*** Opening Source information ***
//! Types for modeling per-tenant settings.
//!
//! Only the parts of the settings document this core consumes are typed; everything else the
//! panel stores in there passes through the spill bag untouched.

use std::collections::BTreeMap;

use serde::{Deserialize, Serialize};
use serde_json::Value as JsonValue;
use utoipa::ToSchema;

use crate::time::Millis;

/// The per-tenant settings document.
#[derive(Debug, Default, Clone, Serialize, Deserialize)]
#[serde(rename_all = "camelCase")]
pub struct Settings {
	/// The tenant's punishment type catalogue.
	#[serde(default)]
	pub punishment_types: Vec<PunishmentTypeConfig>,

	/// The point thresholds for deriving a player's offence tier.
	#[serde(default)]
	pub status_thresholds: StatusThresholds,

	/// Settings this core does not interpret.
	#[serde(flatten)]
	pub rest: BTreeMap<String, JsonValue>,
}

/// Point thresholds per punishment category.
#[derive(Debug, Clone, Copy, Serialize, Deserialize, ToSchema)]
pub struct StatusThresholds {
	/// Thresholds applied to gameplay points.
	pub gameplay: Thresholds,

	/// Thresholds applied to social points.
	pub social: Thresholds,
}

/// The two boundaries of the three-tier offence ladder.
#[derive(Debug, Clone, Copy, Serialize, Deserialize, ToSchema)]
pub struct Thresholds {
	/// Points at which a player becomes a `medium` offender.
	pub medium: i64,

	/// Points at which a player becomes a `habitual` offender.
	pub habitual: i64,
}

impl Default for StatusThresholds {
	fn default() -> Self {
		Self {
			gameplay: Thresholds {
				medium: 5,
				habitual: 10,
			},
			social: Thresholds {
				medium: 4,
				habitual: 8,
			},
		}
	}
}

/// The category a punishment type belongs to.
#[derive(Debug, Clone, Copy, PartialEq, Eq, Serialize, Deserialize, ToSchema)]
pub enum Category {
	/// Chat and behaviour offences; accumulates social points.
	Social,

	/// Cheating and gameplay offences; accumulates gameplay points.
	Gameplay,

	/// Staff-issued administrative kinds; accumulates no points.
	Administrative,
}

/// The severity of an individual punishment.
#[derive(
	Debug, Clone, Copy, Default, PartialEq, Eq, PartialOrd, Ord, Serialize, Deserialize, ToSchema,
)]
#[serde(rename_all = "lowercase")]
pub enum Severity {
	/// Also accepted as `lenient`.
	#[serde(alias = "lenient")]
	Low,

	/// Also accepted as `medium`.
	#[default]
	#[serde(alias = "medium")]
	Regular,

	/// Also accepted as `aggravated` and `high`.
	#[serde(alias = "aggravated", alias = "high")]
	Severe,
}

/// A player's offence tier ("status"), derived from accumulated points.
#[derive(
	Debug, Clone, Copy, Default, PartialEq, Eq, PartialOrd, Ord, Serialize, Deserialize, ToSchema,
)]
#[serde(rename_all = "lowercase")]
pub enum OffenseLevel {
	#[allow(clippy::missing_docs_in_private_items)]
	#[default]
	Low,

	#[allow(clippy::missing_docs_in_private_items)]
	Medium,

	#[allow(clippy::missing_docs_in_private_items)]
	Habitual,
}

/// A configured duration, e.g. `{ "value": 2, "unit": "hours" }`.
#[derive(Debug, Clone, Serialize, Deserialize, ToSchema)]
pub struct DurationEntry {
	/// How many units.
	pub value: i64,

	/// The unit of [`value`](DurationEntry::value).
	pub unit: DurationUnit,

	/// An optional punishment-kind hint (`"ban"`, `"kick"`, …), used to classify dynamic
	/// types.
	#[serde(rename = "type", default, skip_serializing_if = "Option::is_none")]
	pub kind_hint: Option<String>,
}

impl DurationEntry {
	/// Converts this entry into milliseconds.
	pub fn as_millis(&self) -> Millis {
		Millis(self.value.saturating_mul(self.unit.millis()))
	}
}

/// Units a [`DurationEntry`] can be expressed in.
#[derive(Debug, Clone, Copy, PartialEq, Eq, Serialize, Deserialize, ToSchema)]
#[serde(rename_all = "lowercase")]
pub enum DurationUnit {
	#[allow(clippy::missing_docs_in_private_items)]
	Seconds,

	#[allow(clippy::missing_docs_in_private_items)]
	Minutes,

	#[allow(clippy::missing_docs_in_private_items)]
	Hours,

	#[allow(clippy::missing_docs_in_private_items)]
	Days,

	#[allow(clippy::missing_docs_in_private_items)]
	Weeks,

	/// A month counts as 30 days.
	Months,
}

impl DurationUnit {
	/// The number of milliseconds in one unit.
	const fn millis(self) -> i64 {
		match self {
			Self::Seconds => 1_000,
			Self::Minutes => 60 * 1_000,
			Self::Hours => 60 * 60 * 1_000,
			Self::Days => 24 * 60 * 60 * 1_000,
			Self::Weeks => 7 * 24 * 60 * 60 * 1_000,
			Self::Months => 30 * 24 * 60 * 60 * 1_000,
		}
	}
}

/// Durations per offence tier.
///
/// Old settings documents called the lowest tier `first`; reads accept both spellings.
#[derive(Debug, Clone, Serialize, Deserialize, ToSchema)]
pub struct OffenseDurations {
	/// Duration for `low` tier offenders.
	#[serde(alias = "first")]
	pub low: DurationEntry,

	/// Duration for `medium` tier offenders.
	pub medium: DurationEntry,

	/// Duration for `habitual` tier offenders.
	pub habitual: DurationEntry,
}

impl OffenseDurations {
	/// The duration for the given offence tier.
	pub const fn get(&self, level: OffenseLevel) -> &DurationEntry {
		match level {
			OffenseLevel::Low => &self.low,
			OffenseLevel::Medium => &self.medium,
			OffenseLevel::Habitual => &self.habitual,
		}
	}
}

/// Durations per severity.
#[derive(Debug, Clone, Serialize, Deserialize, ToSchema)]
pub struct SeverityDurations {
	/// Durations for `low` severity punishments.
	#[serde(alias = "lenient")]
	pub low: OffenseDurations,

	/// Durations for `regular` severity punishments.
	#[serde(alias = "medium")]
	pub regular: OffenseDurations,

	/// Durations for `severe` severity punishments.
	#[serde(alias = "aggravated")]
	pub severe: OffenseDurations,
}

impl SeverityDurations {
	/// The duration matrix for the given severity.
	pub const fn get(&self, severity: Severity) -> &OffenseDurations {
		match severity {
			Severity::Low => &self.low,
			Severity::Regular => &self.regular,
			Severity::Severe => &self.severe,
		}
	}
}

/// Points per severity.
#[derive(Debug, Clone, Copy, Serialize, Deserialize, ToSchema)]
pub struct SeverityPoints {
	#[allow(clippy::missing_docs_in_private_items)]
	#[serde(alias = "lenient")]
	pub low: i64,

	#[allow(clippy::missing_docs_in_private_items)]
	#[serde(alias = "medium")]
	pub regular: i64,

	#[allow(clippy::missing_docs_in_private_items)]
	#[serde(alias = "aggravated")]
	pub severe: i64,
}

impl SeverityPoints {
	/// The points for the given severity.
	pub const fn get(&self, severity: Severity) -> i64 {
		match severity {
			Severity::Low => self.low,
			Severity::Regular => self.regular,
			Severity::Severe => self.severe,
		}
	}
}

/// One entry of the tenant's punishment type catalogue.
#[derive(Debug, Clone, Serialize, Deserialize, ToSchema)]
#[serde(rename_all = "camelCase")]
pub struct PunishmentTypeConfig {
	/// The ordinal identifying this type. `0`–`5` are the built-in manual kinds; tenant
	/// defined types start at `6`.
	pub ordinal: u32,

	/// The type's display name.
	pub name: String,

	/// The category this type belongs to.
	pub category: Category,

	/// Whether players can appeal punishments of this type.
	#[serde(default)]
	pub is_appealable: bool,

	/// The appeal form layout, as rendered by the panel.
	#[serde(default, skip_serializing_if = "Option::is_none")]
	pub appeal_form: Option<JsonValue>,

	/// Whether the tenant may edit this type.
	#[serde(default)]
	pub is_customizable: bool,

	/// Duration matrix for multi-severity types.
	#[serde(default, skip_serializing_if = "Option::is_none")]
	pub durations: Option<SeverityDurations>,

	/// Duration matrix for single-severity types.
	#[serde(default, skip_serializing_if = "Option::is_none")]
	pub single_severity_durations: Option<OffenseDurations>,

	/// Point schedule for multi-severity types.
	#[serde(default, skip_serializing_if = "Option::is_none")]
	pub points: Option<SeverityPoints>,

	/// A fixed point override; takes precedence over every other schedule.
	#[serde(default, skip_serializing_if = "Option::is_none")]
	pub custom_points: Option<i64>,

	/// Point schedule for single-severity types.
	#[serde(default, skip_serializing_if = "Option::is_none")]
	pub single_severity_points: Option<i64>,

	/// Whether punishments of this type may be flagged alt-blocking.
	#[serde(default)]
	pub can_be_alt_blocking: bool,

	/// Whether punishments of this type may be flagged stat-wiping.
	#[serde(default)]
	pub can_be_stat_wiping: bool,

	/// Whether punishments of this type are voided when the player changes their username.
	#[serde(default)]
	pub permanent_until_username_change: bool,

	/// Whether punishments of this type are voided when the player changes their skin.
	#[serde(default)]
	pub permanent_until_skin_change: bool,

	/// The description shown to staff.
	#[serde(default, skip_serializing_if = "Option::is_none")]
	pub staff_description: Option<String>,

	/// The description template shown to punished players.
	///
	/// May contain a `{linked-id}` placeholder for linked bans.
	#[serde(default, skip_serializing_if = "Option::is_none")]
	pub player_description: Option<String>,
}

impl PunishmentTypeConfig {
	/// The kind hint configured on this type's duration matrix, if any.
	pub fn duration_kind_hint(&self) -> Option<&str> {
		self.durations
			.as_ref()
			.map(|durations| &durations.regular.low)
			.or_else(|| {
				self.single_severity_durations
					.as_ref()
					.map(|durations| &durations.low)
			})
			.and_then(|entry| entry.kind_hint.as_deref())
	}

	/// Looks up the configured duration for the given severity and offence tier.
	pub fn duration_for(&self, severity: Severity, level: OffenseLevel) -> Option<Millis> {
		if let Some(durations) = &self.durations {
			return Some(durations.get(severity).get(level).as_millis());
		}

		self.single_severity_durations
			.as_ref()
			.map(|durations| durations.get(level).as_millis())
	}

	/// The points one active punishment of this type contributes.
	pub fn points_for(&self, severity: Severity) -> i64 {
		self.custom_points
			.or(self.single_severity_points)
			.unwrap_or_else(|| self.points.map_or(0, |points| points.get(severity)))
	}
}

#[cfg(test)]
mod tests {
	use serde_json::json;

	use super::{DurationUnit, OffenseLevel, Severity, SeverityDurations};

	#[test]
	fn units_convert_to_milliseconds() {
		assert_eq!(DurationUnit::Seconds.millis(), 1_000);
		assert_eq!(DurationUnit::Hours.millis(), 3_600_000);
		assert_eq!(DurationUnit::Months.millis(), 2_592_000_000);
	}

	#[test]
	fn severity_aliases_are_accepted() {
		assert_eq!(
			serde_json::from_value::<Severity>(json!("lenient")).expect("parses"),
			Severity::Low
		);
		assert_eq!(
			serde_json::from_value::<Severity>(json!("high")).expect("parses"),
			Severity::Severe
		);
	}

	#[test]
	fn legacy_first_key_maps_to_the_low_tier() {
		let durations = serde_json::from_value::<SeverityDurations>(json!({
			"low": {
				"first": { "value": 1, "unit": "hours" },
				"medium": { "value": 2, "unit": "hours" },
				"habitual": { "value": 4, "unit": "hours" },
			},
			"regular": {
				"first": { "value": 6, "unit": "hours" },
				"medium": { "value": 12, "unit": "hours" },
				"habitual": { "value": 1, "unit": "days" },
			},
			"severe": {
				"first": { "value": 2, "unit": "days" },
				"medium": { "value": 1, "unit": "weeks" },
				"habitual": { "value": 1, "unit": "months" },
			},
		}))
		.expect("parses");

		let entry = durations.get(Severity::Regular).get(OffenseLevel::Low);

		assert_eq!(entry.as_millis().0, 6 * 3_600_000);
	}
}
*** Closing Source information ***
Problem description
In the lines above, find the word "kinds" and copy every line it occurs in.

Response below
	/// Staff-issued administrative kinds; accumulates no points.
	/// The ordinal identifying this type. `0`–`5` are the built-in manual kinds; tenant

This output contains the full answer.